Problem details ▸ Scan the lines below for the word "matches". Copy each line you find it in.

Available data ▸
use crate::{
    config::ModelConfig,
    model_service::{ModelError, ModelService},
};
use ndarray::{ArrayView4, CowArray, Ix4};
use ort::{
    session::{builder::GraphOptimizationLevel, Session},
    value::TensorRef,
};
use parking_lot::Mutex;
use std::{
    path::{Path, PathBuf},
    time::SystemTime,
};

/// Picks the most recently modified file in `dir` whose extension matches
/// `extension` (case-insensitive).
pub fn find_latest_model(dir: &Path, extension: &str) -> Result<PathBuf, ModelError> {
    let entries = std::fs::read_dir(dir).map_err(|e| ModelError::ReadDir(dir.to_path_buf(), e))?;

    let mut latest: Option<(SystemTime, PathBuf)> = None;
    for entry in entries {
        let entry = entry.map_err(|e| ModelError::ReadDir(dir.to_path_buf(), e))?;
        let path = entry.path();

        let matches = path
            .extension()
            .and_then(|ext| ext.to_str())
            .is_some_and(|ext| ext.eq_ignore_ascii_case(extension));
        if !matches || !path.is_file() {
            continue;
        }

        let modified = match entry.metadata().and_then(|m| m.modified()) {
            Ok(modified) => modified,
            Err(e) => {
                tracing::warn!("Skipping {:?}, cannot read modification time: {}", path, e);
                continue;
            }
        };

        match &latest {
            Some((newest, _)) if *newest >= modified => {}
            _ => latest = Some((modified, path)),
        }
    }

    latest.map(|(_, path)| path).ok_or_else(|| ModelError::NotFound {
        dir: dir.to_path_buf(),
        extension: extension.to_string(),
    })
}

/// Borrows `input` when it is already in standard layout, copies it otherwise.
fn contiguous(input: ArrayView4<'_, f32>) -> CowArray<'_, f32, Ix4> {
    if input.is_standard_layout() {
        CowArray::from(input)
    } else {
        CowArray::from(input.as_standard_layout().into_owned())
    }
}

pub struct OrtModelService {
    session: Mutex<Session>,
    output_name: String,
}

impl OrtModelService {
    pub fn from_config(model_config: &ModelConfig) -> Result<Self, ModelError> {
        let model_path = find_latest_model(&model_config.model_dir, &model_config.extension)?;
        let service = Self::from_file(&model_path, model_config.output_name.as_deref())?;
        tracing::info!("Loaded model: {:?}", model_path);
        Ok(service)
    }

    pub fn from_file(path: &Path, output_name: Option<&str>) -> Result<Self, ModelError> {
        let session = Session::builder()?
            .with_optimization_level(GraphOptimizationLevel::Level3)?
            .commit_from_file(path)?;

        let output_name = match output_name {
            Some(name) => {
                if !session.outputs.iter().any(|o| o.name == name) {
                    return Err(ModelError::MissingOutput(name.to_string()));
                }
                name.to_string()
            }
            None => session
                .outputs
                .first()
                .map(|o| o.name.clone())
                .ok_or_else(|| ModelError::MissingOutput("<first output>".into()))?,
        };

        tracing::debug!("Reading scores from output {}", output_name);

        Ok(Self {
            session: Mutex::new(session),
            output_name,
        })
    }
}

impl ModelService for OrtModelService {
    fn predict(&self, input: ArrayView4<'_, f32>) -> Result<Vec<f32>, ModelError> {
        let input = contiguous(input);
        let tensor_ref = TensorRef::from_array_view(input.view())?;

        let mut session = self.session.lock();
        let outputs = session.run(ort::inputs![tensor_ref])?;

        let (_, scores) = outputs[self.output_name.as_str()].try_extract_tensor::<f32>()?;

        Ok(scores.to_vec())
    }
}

Response area ▸
/// Picks the most recently modified file in `dir` whose extension matches
        let matches = path
        if !matches || !path.is_file() {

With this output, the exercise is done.